Where a line in the listing below contains the word "published", copy that line.
--- MATERIAL TO PROCESS Enclosed Below ---
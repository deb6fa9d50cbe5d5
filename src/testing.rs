//! Recording fakes for the agent, downloader and process runner.

use std::collections::HashMap;
use std::path::{Path, PathBuf};
use std::sync::Mutex;

use async_trait::async_trait;

use crate::agent::{Agent, Downloader};
use crate::error::Result;
use crate::process::{CommandLine, ProcessError, ProcessRunner};

#[derive(Default)]
struct AgentState {
    on_path: HashMap<String, PathBuf>,
    variables: HashMap<String, String>,
    published: Vec<(String, String)>,
    prepended: Vec<PathBuf>,
    calls: Vec<String>,
}

/// In-memory agent that records every interaction.
pub struct FakeAgent {
    temp: PathBuf,
    tools: PathBuf,
    state: Mutex<AgentState>,
}

impl FakeAgent {
    pub fn new(temp: impl Into<PathBuf>, tools: impl Into<PathBuf>) -> Self {
        Self {
            temp: temp.into(),
            tools: tools.into(),
            state: Mutex::new(AgentState::default()),
        }
    }

    pub fn with_on_path(self, executable: &str, path: impl Into<PathBuf>) -> Self {
        self.state
            .lock()
            .unwrap()
            .on_path
            .insert(executable.to_string(), path.into());
        self
    }

    pub fn with_variable(self, name: &str, value: &str) -> Self {
        self.state
            .lock()
            .unwrap()
            .variables
            .insert(name.to_string(), value.to_string());
        self
    }

    /// Variables set through [`Agent::set_variable`], in call order.
    pub fn published(&self) -> Vec<(String, String)> {
        self.state.lock().unwrap().published.clone()
    }

    /// Entries passed to [`Agent::prepend_path`], in call order.
    pub fn prepended(&self) -> Vec<PathBuf> {
        self.state.lock().unwrap().prepended.clone()
    }

    /// Names of the agent methods called, in order.
    pub fn calls(&self) -> Vec<String> {
        self.state.lock().unwrap().calls.clone()
    }

    fn record(&self, call: String) {
        self.state.lock().unwrap().calls.push(call);
    }
}

impl Agent for FakeAgent {
    fn resolve_on_path(&self, executable: &str) -> Option<PathBuf> {
        self.record(format!("resolve_on_path:{}", executable));
        self.state.lock().unwrap().on_path.get(executable).cloned()
    }

    fn get_variable(&self, name: &str) -> Option<String> {
        self.record(format!("get_variable:{}", name));
        self.state
            .lock()
            .unwrap()
            .variables
            .get(name)
            .filter(|v| !v.is_empty())
            .cloned()
    }

    fn set_variable(&self, name: &str, value: &str) {
        self.record(format!("set_variable:{}", name));
        let mut state = self.state.lock().unwrap();
        state.variables.insert(name.to_string(), value.to_string());
        state.published.push((name.to_string(), value.to_string()));
    }

    fn temp_directory(&self) -> PathBuf {
        self.record("temp_directory".to_string());
        self.temp.clone()
    }

    fn tools_directory(&self) -> PathBuf {
        self.record("tools_directory".to_string());
        self.tools.clone()
    }

    fn prepend_path(&self, entry: &Path) {
        self.record("prepend_path".to_string());
        self.state.lock().unwrap().prepended.push(entry.to_path_buf());
    }
}

/// Process runner that records commands instead of running them.
///
/// A command fails when any of its arguments (or its program) equals one
/// of the configured failure triggers.
#[derive(Default)]
pub struct FakeRunner {
    commands: Mutex<Vec<CommandLine>>,
    fail_on: Vec<String>,
}

impl FakeRunner {
    pub fn new() -> Self {
        Self::default()
    }

    pub fn failing_on(trigger: &str) -> Self {
        Self {
            commands: Mutex::new(Vec::new()),
            fail_on: vec![trigger.to_string()],
        }
    }

    pub fn commands(&self) -> Vec<CommandLine> {
        self.commands.lock().unwrap().clone()
    }
}

#[async_trait]
impl ProcessRunner for FakeRunner {
    async fn run(&self, command: &CommandLine) -> std::result::Result<(), ProcessError> {
        self.commands.lock().unwrap().push(command.clone());

        let program = command.program().display().to_string();
        let triggered = self
            .fail_on
            .iter()
            .any(|t| *t == program || command.args().iter().any(|a| a == t));

        if triggered {
            return Err(ProcessError::NonZeroExit {
                program,
                code: Some(1),
                output: format!("simulated failure running {}", command),
            });
        }
        Ok(())
    }
}

/// Downloader that records requests and writes nothing.
#[derive(Default)]
pub struct FakeDownloader {
    requests: Mutex<Vec<(String, PathBuf)>>,
}

impl FakeDownloader {
    pub fn requests(&self) -> Vec<(String, PathBuf)> {
        self.requests.lock().unwrap().clone()
    }
}

#[async_trait]
impl Downloader for FakeDownloader {
    async fn download(&self, url: &str, destination: &Path) -> Result<PathBuf> {
        self.requests
            .lock()
            .unwrap()
            .push((url.to_string(), destination.to_path_buf()));
        Ok(destination.to_path_buf())
    }
}

/// Creates the platform's `conda` executable under `root`.
pub fn make_installation(root: &Path, platform: crate::Platform) {
    let exe = platform.conda_executable(root);
    std::fs::create_dir_all(exe.parent().unwrap()).unwrap();
    std::fs::write(exe, b"").unwrap();
}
--- End of Enclosed MATERIAL TO PROCESS ---
RESULT:
    published: Vec<(String, String)>,
    pub fn published(&self) -> Vec<(String, String)> {
        self.state.lock().unwrap().published.clone()
        state.published.push((name.to_string(), value.to_string()));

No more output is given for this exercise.